**Work task:** Copies of all lines that contain "LayoutPreset" are needed; take them from the data below.

*** Recorded data Section Begins ***

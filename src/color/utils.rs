use crate::color::Rgb;

pub const BLACK: Rgb = Rgb { r: 0, g: 0, b: 0 };

/// Create an RGB color from a u32 value (0xRRGGBB format)
///
/// The upper byte is ignored, so stored option words with a white or alpha
/// byte resolve to the same color.
pub const fn rgb_from_u32(color: u32) -> Rgb {
    Rgb {
        r: ((color >> 16) & 0xFF) as u8,
        g: ((color >> 8) & 0xFF) as u8,
        b: (color & 0xFF) as u8,
    }
}
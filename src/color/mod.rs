mod blend;
mod utils;

use smart_leds::{RGB8, RGBW};

pub use blend::{Lerp, lerp, sine_weight, wheel4};
pub use utils::{BLACK, rgb_from_u32};

pub type Rgb = RGB8;
pub type Rgbw = RGBW<u8>;
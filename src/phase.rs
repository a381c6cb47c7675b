//! Animation clock and phase models
//!
//! Each gradient animation owns one [`AnimationClock`]. The clock gates how
//! often a frame is produced and advances the phase scalar that the color
//! resolvers read. Three phase models exist:
//!
//! - stepped sweep: a counter walks over the elements, forward then back
//! - continuous: a float phase advances by a fixed step and wraps at a period
//! - elapsed: the phase advances by real elapsed time over a column duration
//!
//! A configured pause freezes the phase at the start of the cycle until its
//! deadline passes. Every model resumes from zero after a pause.

use core::f32::consts::TAU;

use embassy_time::{Duration, Instant};
use libm::fmodf;

#[cfg(feature = "esp32-log")]
use esp_println::println;

use crate::clock::Clock;
use crate::options::{PauseDuration, Speed};

/// Period of the sine phase, in radians
pub const WAVE_PERIOD: f32 = TAU;
/// Period of the normalized phase
pub const UNIT_PERIOD: f32 = 1.0;

/// How the phase advances each tick
#[derive(Debug, Clone, Copy, PartialEq)]
pub enum PhaseModel {
    /// Bounded counter over the element count, forward then return
    Stepped,
    /// Fixed step per tick, wrapping at `period`
    Continuous { period: f32 },
    /// Elapsed time over the column duration, wrapping at 1.0
    Elapsed,
}

impl PhaseModel {
    /// Elements advanced per tick by the stepped sweep
    pub const fn sweep_step(speed: Speed) -> f32 {
        match speed {
            Speed::VerySlow => 0.18,
            Speed::Slow => 0.30,
            Speed::Normal => 0.45,
            Speed::Fast => 0.60,
            Speed::VeryFast => 0.80,
        }
    }

    /// Fraction of the period advanced per tick by the continuous model
    pub const fn cycle_fraction(speed: Speed) -> f32 {
        match speed {
            Speed::VerySlow => 0.016,
            Speed::Slow => 0.025,
            Speed::Normal => 0.04,
            Speed::Fast => 0.055,
            Speed::VeryFast => 0.075,
        }
    }

    /// Time the elapsed model spends per column
    pub const fn column_duration(speed: Speed) -> Duration {
        Duration::from_millis(match speed {
            Speed::VerySlow => 1600,
            Speed::Slow => 1200,
            Speed::Normal => 800,
            Speed::Fast => 600,
            Speed::VeryFast => 350,
        })
    }
}

/// Direction of the stepped sweep
#[derive(Debug, Clone, Copy, PartialEq, Eq)]
pub enum SweepDirection {
    /// Elements turn from the first color to the second
    Forward,
    /// Elements turn back to the first color
    Return,
}

#[derive(Debug, Clone, Copy, PartialEq, Eq)]
pub enum ClockState {
    Active(SweepDirection),
    /// Frozen until the deadline
    Paused(Instant),
    /// Nothing to animate
    Idle,
}

/// Inputs of one phase advance
#[derive(Debug, Clone, Copy, PartialEq)]
pub struct ClockTick {
    pub speed: Speed,
    pub pause: PauseDuration,
    /// Number of elements being animated
    pub elements: usize,
    /// Time since the previous tick
    pub elapsed: Duration,
}

/// Advance `phase` by `step`, wrapping at `period`
///
/// Returns the new phase (always in `0.0..period`) and whether it wrapped.
pub fn wrap_phase(phase: f32, step: f32, period: f32) -> (f32, bool) {
    if period.is_nan() || period <= 0.0 {
        return (0.0, false);
    }
    let mut next = phase + step;
    let mut wrapped = false;
    if next >= period {
        next -= period;
        wrapped = true;
        if next >= period {
            next = fmodf(next, period);
        }
    }
    if !next.is_finite() || next < 0.0 {
        next = 0.0;
    }
    (next, wrapped)
}

/// Frame gate and phase state of one animation
#[derive(Debug, Clone)]
pub struct AnimationClock {
    model: PhaseModel,
    state: ClockState,
    phase: f32,
    next_run: Option<Instant>,
    last_tick: Option<Instant>,
}

impl AnimationClock {
    pub const fn new(model: PhaseModel) -> Self {
        Self {
            model,
            state: ClockState::Active(SweepDirection::Forward),
            phase: 0.0,
            next_run: None,
            last_tick: None,
        }
    }

    pub const fn model(&self) -> PhaseModel {
        self.model
    }

    pub const fn state(&self) -> ClockState {
        self.state
    }

    pub const fn phase(&self) -> f32 {
        self.phase
    }

    /// Check if the next frame is due
    pub fn is_due<C: Clock>(&self, clock: &C) -> bool {
        self.next_run.is_none_or(|deadline| clock.reached(deadline))
    }

    /// Schedule the next frame `interval` from now
    pub fn schedule<C: Clock>(&mut self, clock: &C, interval: Duration) {
        self.next_run = Some(clock.timeout_after(interval));
    }

    /// Record a rendered tick and return the time since the previous one
    ///
    /// The first tick after construction or reset reports zero, unless
    /// [`continue_from`](Self::continue_from) handed over an earlier tick.
    pub fn mark_tick<C: Clock>(&mut self, clock: &C) -> Duration {
        let now = clock.now();
        let elapsed = self
            .last_tick
            .map_or(Duration::from_millis(0), |last| now.saturating_duration_since(last));
        self.last_tick = Some(now);
        elapsed
    }

    pub const fn last_tick(&self) -> Option<Instant> {
        self.last_tick
    }

    /// Measure the next tick's elapsed time from `last_tick`
    pub fn continue_from(&mut self, last_tick: Option<Instant>) {
        self.last_tick = last_tick;
    }

    /// Restart from the beginning of the cycle, due immediately
    pub fn reset(&mut self) {
        self.state = ClockState::Active(SweepDirection::Forward);
        self.phase = 0.0;
        self.next_run = None;
        self.last_tick = None;
    }

    /// Advance the phase by one tick
    #[allow(clippy::cast_precision_loss)]
    pub fn advance<C: Clock>(&mut self, clock: &C, tick: &ClockTick) {
        if let ClockState::Paused(until) = self.state {
            if clock.reached(until) {
                self.state = ClockState::Active(SweepDirection::Forward);
                self.phase = 0.0;
            }
        }

        if tick.elements == 0 {
            self.state = ClockState::Idle;
            self.phase = 0.0;
            return;
        }
        if self.state == ClockState::Idle {
            self.state = ClockState::Active(SweepDirection::Forward);
        }

        let ClockState::Active(direction) = self.state else {
            return;
        };

        match self.model {
            PhaseModel::Stepped => {
                self.phase += PhaseModel::sweep_step(tick.speed);
                if self.phase >= tick.elements as f32 {
                    self.phase = 0.0;
                    match direction {
                        SweepDirection::Forward => {
                            self.state = ClockState::Active(SweepDirection::Return);
                        }
                        SweepDirection::Return => self.end_cycle(clock, tick.pause),
                    }
                }
            }
            PhaseModel::Continuous { period } => {
                let step = period * PhaseModel::cycle_fraction(tick.speed);
                self.wrap(clock, step, period, tick.pause);
            }
            PhaseModel::Elapsed => {
                let column_ms = PhaseModel::column_duration(tick.speed).as_millis().max(1);
                let step = tick.elapsed.as_millis() as f32 / column_ms as f32;
                self.wrap(clock, step, UNIT_PERIOD, tick.pause);
            }
        }
    }

    fn wrap<C: Clock>(&mut self, clock: &C, step: f32, period: f32, pause: PauseDuration) {
        let (phase, wrapped) = wrap_phase(self.phase, step, period);
        self.phase = phase;
        if wrapped {
            self.end_cycle(clock, pause);
        }
    }

    /// Either pause or start the next cycle
    fn end_cycle<C: Clock>(&mut self, clock: &C, pause: PauseDuration) {
        if pause.is_none() {
            self.state = ClockState::Active(SweepDirection::Forward);
            return;
        }
        self.phase = 0.0;
        self.state = ClockState::Paused(clock.timeout_after(pause.duration()));
        #[cfg(feature = "esp32-log")]
        println!("[AnimationClock.end_cycle] pausing for {:?}", pause);
    }
}
//! Grid gradient animation
//!
//! Sweeps a gradient across the button grid while pressed buttons light up
//! in the press color and fade back after release. Levers and case LEDs
//! follow the same press-and-fade rule with their own colors.
//!
//! One engine covers every style; styles differ only in the phase model and
//! in how a grid cell turns the phase into a base color.

use core::f32::consts::TAU;

use embassy_time::Instant;
use libm::floorf;

#[cfg(feature = "esp32-log")]
use esp_println::println;

use super::{Animation, RenderContext, paint, render_case_leds};
use crate::bounds::{Frame, PositionSet};
use crate::clock::Clock;
use crate::color::{BLACK, Rgb, lerp, sine_weight, wheel4};
use crate::fade::FadeStep;
use crate::layout::{GridElement, GridLayout, LayoutPreset};
use crate::options::{OptionsStore, SpeedRange, TickParams};
use crate::phase::{
    AnimationClock, ClockState, ClockTick, PhaseModel, SweepDirection, UNIT_PERIOD, WAVE_PERIOD,
};
use crate::pixel::Pixel;

/// How the gradient moves across the grid
#[derive(Debug, Clone, Copy, PartialEq, Eq)]
pub enum GradientStyle {
    /// Elements flip A to B one by one, then back
    Sweep,
    /// Sine wave between A and B, offset per column
    Wave,
    /// 4-stop wheel advanced a fixed step per frame
    Wheel,
    /// 4-stop wheel advanced by elapsed time
    Drift,
}

impl GradientStyle {
    pub const fn phase_model(self) -> PhaseModel {
        match self {
            Self::Sweep => PhaseModel::Stepped,
            Self::Wave => PhaseModel::Continuous {
                period: WAVE_PERIOD,
            },
            Self::Wheel => PhaseModel::Continuous {
                period: UNIT_PERIOD,
            },
            Self::Drift => PhaseModel::Elapsed,
        }
    }

    pub const fn speed_range(self) -> SpeedRange {
        match self {
            Self::Sweep => SpeedRange::Extended,
            Self::Wave | Self::Wheel | Self::Drift => SpeedRange::Basic,
        }
    }
}

#[derive(Debug, Clone)]
pub struct GridGradient {
    style: GradientStyle,
    layout: GridLayout,
    clock: AnimationClock,
}

impl GridGradient {
    /// Build the animation for the pixels present on this board
    pub fn new(style: GradientStyle, pixels: &[Pixel], preset: LayoutPreset) -> Self {
        Self {
            style,
            layout: GridLayout::discover(pixels, preset),
            clock: AnimationClock::new(style.phase_model()),
        }
    }

    pub const fn style(&self) -> GradientStyle {
        self.style
    }

    pub const fn layout(&self) -> &GridLayout {
        &self.layout
    }

    pub const fn clock(&self) -> &AnimationClock {
        &self.clock
    }

    /// Take over the tick timing of a previous animation
    pub fn continue_from(&mut self, last_tick: Option<Instant>) {
        self.clock.continue_from(last_tick);
    }

    /// Gradient color of one grid cell, before press and fade
    #[allow(
        clippy::cast_possible_truncation,
        clippy::cast_sign_loss,
        clippy::cast_precision_loss
    )]
    fn base_color(&self, element: &GridElement, gradient: &[Rgb; 4]) -> Rgb {
        let [color_a, color_b, ..] = *gradient;
        let phase = self.clock.phase();
        let columns = f32::from(self.layout.columns().max(1));
        let column = f32::from(element.column);

        match self.style {
            GradientStyle::Sweep => {
                let step = floorf(phase).max(0.0) as usize;
                let reached = usize::from(element.order) < step;
                match self.clock.state() {
                    ClockState::Active(SweepDirection::Forward) if reached => color_b,
                    ClockState::Active(SweepDirection::Return) if !reached => color_b,
                    _ => color_a,
                }
            }
            GradientStyle::Wave => {
                let weight = sine_weight(phase + column * (TAU / columns));
                lerp(color_a, color_b, weight)
            }
            GradientStyle::Wheel => wheel4(phase + column / columns, gradient),
            GradientStyle::Drift => {
                let offset = if columns > 1.0 {
                    column / (columns - 1.0)
                } else {
                    0.0
                };
                wheel4(phase + offset, gradient)
            }
        }
    }

    fn render_grid(
        &self,
        frame: &mut Frame,
        cx: &mut RenderContext<'_, impl OptionsStore, impl Clock>,
        painted: &mut PositionSet,
        params: &TickParams,
        step: FadeStep,
    ) {
        for element in self.layout.elements() {
            let base = self.base_color(element, &params.gradient);
            let press = cx.pressed.contains(element.mask).then_some(params.press);
            for &position in &element.positions {
                paint(frame, cx.fade, painted, usize::from(position), press, base, step);
            }
        }
    }

    fn render_levers(
        &self,
        frame: &mut Frame,
        cx: &mut RenderContext<'_, impl OptionsStore, impl Clock>,
        painted: &mut PositionSet,
        params: &TickParams,
        step: FadeStep,
    ) {
        for lever in self.layout.levers() {
            let press = cx.pressed.contains(lever.mask).then_some(params.lever_press);
            for &position in &lever.positions {
                paint(
                    frame,
                    cx.fade,
                    painted,
                    usize::from(position),
                    press,
                    params.lever_normal,
                    step,
                );
            }
        }
    }
}

impl Animation for GridGradient {
    fn animate<S: OptionsStore, C: Clock>(
        &mut self,
        frame: &mut Frame,
        cx: &mut RenderContext<'_, S, C>,
    ) -> bool {
        if !self.clock.is_due(cx.clock) {
            return false;
        }

        let params = cx.options.load().resolve();
        let elapsed = self.clock.mark_tick(cx.clock);

        frame.fill(BLACK);

        #[cfg(feature = "esp32-log")]
        let previous_state = self.clock.state();

        self.clock.advance(
            cx.clock,
            &ClockTick {
                speed: params.speed,
                pause: params.pause,
                elements: self.layout.elements().len(),
                elapsed,
            },
        );
        self.clock.schedule(cx.clock, params.speed.interval());

        #[cfg(feature = "esp32-log")]
        {
            if previous_state != self.clock.state() {
                println!(
                    "[GridGradient.animate] {:?}: {:?} -> {:?}",
                    self.style,
                    previous_state,
                    self.clock.state()
                );
            }
        }

        let step = FadeStep {
            cooldown: params.cooldown,
            elapsed,
        };
        let mut painted = PositionSet::new();

        self.render_grid(frame, cx, &mut painted, &params, step);
        self.render_levers(frame, cx, &mut painted, &params, step);
        render_case_leds(frame, cx.fade, &mut painted, cx.pressed, &params, step);

        true
    }

    fn speed_range(&self) -> Option<SpeedRange> {
        Some(self.style.speed_range())
    }

    fn reset(&mut self) {
        self.clock.reset();
    }
}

*** Recorded data Section Ends ***

**Response below:**
use crate::layout::{GridElement, GridLayout, LayoutPreset};
    pub fn new(style: GradientStyle, pixels: &[Pixel], preset: LayoutPreset) -> Self {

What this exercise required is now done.